Stored data entries:
Segment Open

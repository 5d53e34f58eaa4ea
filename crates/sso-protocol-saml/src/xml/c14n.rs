//! Exclusive XML Canonicalization 1.0, without comments.
//!
//! Operates on a parsed [`XmlElement`] subtree. A namespace declaration is
//! emitted on an element only when the element or one of its attributes
//! visibly uses the prefix and the nearest output ancestor has not already
//! rendered the same binding. Comments are never part of the parsed tree, so
//! they never appear in the output.

use std::collections::BTreeMap;

use crate::types::{XMLDSIG_NS, XML_NS};

use super::{XmlElement, XmlNode};

/// Canonicalizes the subtree rooted at `element`.
#[must_use]
pub fn canonicalize(element: &XmlElement) -> String {
    let mut out = String::new();
    write_element(&mut out, element, &BTreeMap::new(), false);
    out
}

/// Canonicalizes the subtree rooted at `element`, omitting its enveloped
/// `ds:Signature` children.
#[must_use]
pub fn canonicalize_without_signature(element: &XmlElement) -> String {
    let mut out = String::new();
    write_element(&mut out, element, &BTreeMap::new(), true);
    out
}

fn write_element(
    out: &mut String,
    element: &XmlElement,
    rendered: &BTreeMap<String, String>,
    skip_signature: bool,
) {
    let mut declarations: BTreeMap<String, String> = BTreeMap::new();

    let mut utilize = |prefix: &str, uri: &str| {
        let current = rendered.get(prefix).map_or("", String::as_str);
        if current != uri {
            declarations.insert(prefix.to_string(), uri.to_string());
        }
    };

    utilize(
        element.prefix.as_deref().unwrap_or(""),
        element.namespace.as_deref().unwrap_or(""),
    );
    for attr in &element.attributes {
        if let (Some(prefix), Some(uri)) = (attr.prefix.as_deref(), attr.namespace.as_deref()) {
            if uri != XML_NS {
                utilize(prefix, uri);
            }
        }
    }

    let qname = qualified_name(element.prefix.as_deref(), &element.local_name);
    out.push('<');
    out.push_str(&qname);

    for (prefix, uri) in &declarations {
        if prefix.is_empty() {
            out.push_str(" xmlns=\"");
        } else {
            out.push_str(" xmlns:");
            out.push_str(prefix);
            out.push_str("=\"");
        }
        escape_attribute(out, uri);
        out.push('"');
    }

    let mut attributes: Vec<_> = element.attributes.iter().collect();
    attributes.sort_by(|a, b| {
        let a_key = (a.namespace.as_deref().unwrap_or(""), a.local_name.as_str());
        let b_key = (b.namespace.as_deref().unwrap_or(""), b.local_name.as_str());
        a_key.cmp(&b_key)
    });
    for attr in attributes {
        out.push(' ');
        out.push_str(&qualified_name(attr.prefix.as_deref(), &attr.local_name));
        out.push_str("=\"");
        escape_attribute(out, &attr.value);
        out.push('"');
    }
    out.push('>');

    let mut in_scope = rendered.clone();
    in_scope.extend(declarations);

    for child in &element.children {
        match child {
            XmlNode::Element(e) if skip_signature && e.is(XMLDSIG_NS, "Signature") => {}
            XmlNode::Element(e) => write_element(out, e, &in_scope, false),
            XmlNode::Text(text) => escape_text(out, text),
            XmlNode::ProcessingInstruction(pi) => {
                out.push_str("<?");
                out.push_str(pi);
                out.push_str("?>");
            }
        }
    }

    out.push_str("</");
    out.push_str(&qname);
    out.push('>');
}

fn qualified_name(prefix: Option<&str>, local_name: &str) -> String {
    match prefix {
        Some(p) => format!("{p}:{local_name}"),
        None => local_name.to_string(),
    }
}

fn escape_text(out: &mut String, text: &str) {
    for c in text.chars() {
        match c {
            '&' => out.push_str("&amp;"),
            '<' => out.push_str("&lt;"),
            '>' => out.push_str("&gt;"),
            '\r' => out.push_str("&#xD;"),
            _ => out.push(c),
        }
    }
}

fn escape_attribute(out: &mut String, value: &str) {
    for c in value.chars() {
        match c {
            '&' => out.push_str("&amp;"),
            '<' => out.push_str("&lt;"),
            '"' => out.push_str("&quot;"),
            '\t' => out.push_str("&#x9;"),
            '\n' => out.push_str("&#xA;"),
            '\r' => out.push_str("&#xD;"),
            _ => out.push(c),
        }
    }
}
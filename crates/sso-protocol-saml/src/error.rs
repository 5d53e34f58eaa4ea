//! SAML error types.
//!
//! Provides error types for binding decode, XML parsing, signature handling
//! and service-provider resolution.

use sso_crypto::{CredentialError, SignatureError};
use thiserror::Error;

use crate::types::status_codes;

/// Result type for SAML operations.
pub type SamlResult<T> = Result<T, SamlError>;

/// SAML protocol errors.
#[derive(Debug, Error)]
pub enum SamlError {
    /// The message could not be decoded from its binding or parsed as XML.
    #[error("decode error: {0}")]
    Decode(#[from] DecodeError),

    /// Signature creation or verification could not be performed.
    #[error("signature error: {0}")]
    Signature(#[from] SignatureError),

    /// The service provider configuration could not be resolved.
    #[error("configuration resolution error: {0}")]
    ConfigResolution(#[from] ConfigResolutionError),

    /// The system's own credential could not be obtained.
    #[error("credential error: {0}")]
    Credential(#[from] CredentialError),

    /// Missing required element or attribute.
    #[error("missing required element: {0}")]
    MissingElement(String),

    /// Invalid SAML request format or content.
    #[error("invalid request: {0}")]
    InvalidRequest(String),

    /// An outbound message could not be encoded for its binding.
    #[error("encode error: {0}")]
    Encode(String),
}

impl SamlError {
    /// Returns the SAML top-level status code for this error.
    #[must_use]
    pub fn status_code(&self) -> &'static str {
        match self {
            Self::Decode(_)
            | Self::ConfigResolution(_)
            | Self::MissingElement(_)
            | Self::InvalidRequest(_) => status_codes::REQUESTER,
            Self::Signature(e) if !e.is_configuration_error() => status_codes::REQUESTER,
            Self::Signature(_) | Self::Credential(_) | Self::Encode(_) => status_codes::RESPONDER,
        }
    }
}

/// Failure to turn binding parameters into a parsed document.
#[derive(Debug, Error)]
pub enum DecodeError {
    /// A required binding parameter is absent.
    #[error("missing {0} parameter")]
    MissingParameter(&'static str),

    /// A binding parameter appears more than once.
    #[error("repeated {0} parameter")]
    DuplicateParameter(&'static str),

    /// The parsed parameters disagree with the raw query they came from.
    #[error("binding parameters do not match the raw query")]
    InconsistentParameters,

    /// Base64 decoding failed.
    #[error("base64 decode error: {0}")]
    Base64(String),

    /// The DEFLATE stream is corrupt.
    #[error("inflate error: {0}")]
    Deflate(String),

    /// The DEFLATE stream ended before its final block.
    #[error("compressed message is truncated")]
    Truncated,

    /// The inflated message exceeds the configured bound.
    #[error("inflated message exceeds {limit} bytes")]
    TooLarge {
        /// The configured bound in bytes.
        limit: usize,
    },

    /// The decoded message is not valid UTF-8.
    #[error("message is not valid UTF-8: {0}")]
    Utf8(String),

    /// The XML is not well-formed or uses an unsupported construct.
    #[error("XML parsing error: {0}")]
    Xml(String),

    /// The XML contains a document type declaration.
    #[error("DOCTYPE declarations are not allowed")]
    DtdForbidden,
}

/// Failure to resolve a service provider's validator configuration.
#[derive(Debug, Clone, PartialEq, Eq, Error)]
pub enum ConfigResolutionError {
    /// No service provider is registered under the issuer.
    #[error("unknown service provider: {0}")]
    NotFound(String),

    /// The registered configuration is unusable.
    #[error("malformed service provider configuration: {0}")]
    Malformed(String),

    /// The configuration store could not be reached.
    #[error("service provider configuration unavailable: {0}")]
    Unavailable(String),
}

impl ConfigResolutionError {
    /// Returns true if the error comes from the configuration infrastructure
    /// rather than from the request naming an unknown service provider.
    #[must_use]
    pub const fn is_infrastructure(&self) -> bool {
        matches!(self, Self::Malformed(_) | Self::Unavailable(_))
    }
}

impl From<quick_xml::Error> for DecodeError {
    fn from(err: quick_xml::Error) -> Self {
        Self::Xml(err.to_string())
    }
}

impl From<quick_xml::escape::EscapeError> for DecodeError {
    fn from(err: quick_xml::escape::EscapeError) -> Self {
        Self::Xml(err.to_string())
    }
}

impl From<quick_xml::events::attributes::AttrError> for DecodeError {
    fn from(err: quick_xml::events::attributes::AttrError) -> Self {
        Self::Xml(err.to_string())
    }
}

impl From<base64::DecodeError> for DecodeError {
    fn from(err: base64::DecodeError) -> Self {
        Self::Base64(err.to_string())
    }
}

impl From<std::string::FromUtf8Error> for DecodeError {
    fn from(err: std::string::FromUtf8Error) -> Self {
        Self::Utf8(err.to_string())
    }
}

impl From<std::str::Utf8Error> for DecodeError {
    fn from(err: std::str::Utf8Error) -> Self {
        Self::Utf8(err.to_string())
    }
}

#[cfg(test)]
mod tests {
    use super::*;

    #[test]
    fn error_status_codes() {
        let err = SamlError::Decode(DecodeError::Truncated);
        assert_eq!(err.status_code(), status_codes::REQUESTER);

        let err = SamlError::Signature(SignatureError::Verification);
        assert_eq!(err.status_code(), status_codes::REQUESTER);

        let err = SamlError::Signature(SignatureError::InvalidCredential("no key".into()));
        assert_eq!(err.status_code(), status_codes::RESPONDER);

        let err = SamlError::ConfigResolution(ConfigResolutionError::NotFound("sp".into()));
        assert_eq!(err.status_code(), status_codes::REQUESTER);

        let err = SamlError::ConfigResolution(ConfigResolutionError::Unavailable("db".into()));
        assert_eq!(err.status_code(), status_codes::REQUESTER);
    }

    #[test]
    fn infrastructure_errors() {
        assert!(!ConfigResolutionError::NotFound("sp".into()).is_infrastructure());
        assert!(ConfigResolutionError::Malformed("acs".into()).is_infrastructure());
        assert!(ConfigResolutionError::Unavailable("db".into()).is_infrastructure());
    }

    #[test]
    fn decode_error_messages() {
        let err = DecodeError::TooLarge { limit: 1024 };
        assert_eq!(err.to_string(), "inflated message exceeds 1024 bytes");
        assert!(DecodeError::DtdForbidden.to_string().contains("DOCTYPE"));
    }
}
//! Validation outcomes.

use serde::{Deserialize, Serialize};
use sso_crypto::CredentialProvider;

use crate::error::SamlResult;
use crate::signature::{SignatureConfig, XmlSigner};
use crate::types::{NameId, Response, SamlBinding, Status};

/// Checkpoints of request validation, in the order they are reached.
#[derive(Debug, Clone, Copy, PartialEq, Eq, PartialOrd, Ord, Hash, Serialize, Deserialize)]
pub enum ValidationStage {
    /// The request was decoded and parsed.
    Received,
    /// The issuer was found, its SP resolved and the requested ACS URL accepted.
    IssuerResolved,
    /// The SAML version is 2.0.
    VersionChecked,
    /// Issuer format, subject and attribute consuming index were accepted.
    ScopeChecked,
    /// The destination is one of the accepted endpoints.
    DestinationChecked,
    /// The request signature verified against the SP certificate.
    SignatureVerified,
    /// The ACS URL is registered for the SP.
    AcsResolved,
    /// All checks passed.
    Validated,
}

/// Category of a validation failure.
#[derive(Debug, Clone, Copy, PartialEq, Eq, Hash, Serialize, Deserialize)]
pub enum FailureKind {
    /// The request could not be decoded or parsed.
    Decode,
    /// A protocol rule was violated.
    Validation,
    /// Signature verification failed or could not be attempted.
    Signature,
    /// The SP configuration could not be resolved.
    ConfigResolution,
}

/// Result of validating an AuthnRequest.
#[derive(Debug, Clone, PartialEq, Eq)]
pub enum ValidationOutcome {
    /// The request may proceed to authentication.
    Validated(ValidatedRequest),
    /// The request was rejected.
    Failed(ValidationFailure),
}

impl ValidationOutcome {
    /// Returns true for a validated request.
    #[must_use]
    pub const fn is_validated(&self) -> bool {
        matches!(self, Self::Validated(_))
    }

    /// Returns the validated request, if any.
    #[must_use]
    pub const fn validated(&self) -> Option<&ValidatedRequest> {
        match self {
            Self::Validated(request) => Some(request),
            Self::Failed(_) => None,
        }
    }

    /// Returns the failure, if any.
    #[must_use]
    pub const fn failure(&self) -> Option<&ValidationFailure> {
        match self {
            Self::Validated(_) => None,
            Self::Failed(failure) => Some(failure),
        }
    }

    /// Returns the relay state to echo back to the SP.
    #[must_use]
    pub fn relay_state(&self) -> Option<&str> {
        match self {
            Self::Validated(request) => request.relay_state.as_deref(),
            Self::Failed(failure) => failure.relay_state.as_deref(),
        }
    }
}

/// A request that passed every check.
#[derive(Debug, Clone, PartialEq, Eq)]
pub struct ValidatedRequest {
    /// The resolved SP issuer.
    pub service_provider_id: String,
    /// The registered ACS URL the response goes to.
    pub assertion_consumer_url: String,
    /// The request ID, echoed as `InResponseTo`.
    pub request_id: String,
    /// The binding the request arrived on.
    pub binding: SamlBinding,
    /// The subject the SP asked to authenticate.
    pub subject: Option<NameId>,
    /// The requested attribute set, if in range.
    pub attribute_consuming_service_index: Option<u16>,
    /// Whether re-authentication was requested.
    pub force_authn: bool,
    /// Whether user interaction is forbidden.
    pub is_passive: bool,
    /// Relay state, returned to the SP unchanged.
    pub relay_state: Option<String>,
}

impl ValidatedRequest {
    /// Returns the requested subject's name, if given.
    #[must_use]
    pub fn subject_hint(&self) -> Option<&str> {
        self.subject
            .as_ref()
            .map(|name_id| name_id.value.as_str())
            .filter(|value| !value.is_empty())
    }
}

/// A rejected request and where to report it.
#[derive(Debug, Clone, PartialEq, Eq)]
pub struct ValidationFailure {
    /// Top-level SAML status code.
    pub status_code: String,
    /// Human readable reason, sent as `StatusMessage`.
    pub message: String,
    /// The request ID, empty if unknown.
    pub in_response_to: String,
    /// Where the error response or page is delivered.
    pub acs_url_for_error: String,
    /// The last checkpoint passed before the failure.
    pub stage: ValidationStage,
    /// Failure category.
    pub kind: FailureKind,
    /// Relay state, returned to the SP unchanged.
    pub relay_state: Option<String>,
}

impl ValidationFailure {
    /// Builds the error `Response` for this failure. It carries no assertion.
    #[must_use]
    pub fn to_response(&self, idp_entity_id: &str) -> Response {
        Response::error(
            idp_entity_id,
            Status::error(self.status_code.clone(), self.message.clone()),
        )
        .in_response_to(self.in_response_to.clone())
        .with_destination(self.acs_url_for_error.clone())
    }

    /// Builds the error `Response` signed with the system credential.
    ///
    /// # Errors
    ///
    /// Returns a credential error if the provider has no credential, or any
    /// signing error.
    pub fn to_signed_response(
        &self,
        idp_entity_id: &str,
        credentials: &dyn CredentialProvider,
        config: SignatureConfig,
    ) -> SamlResult<Response> {
        let credential = credentials.signing_credential()?;
        let mut response = self.to_response(idp_entity_id);
        XmlSigner::new(&credential)
            .with_config(config)
            .sign(&mut response)?;
        Ok(response)
    }
}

Segment Closed

### [YOUR OBJECTIVE]
Only a number is expected here: the count of lines in the records above that include the word "RESPONDER".

### [ANSWER FOR THIS EXERCISE]
2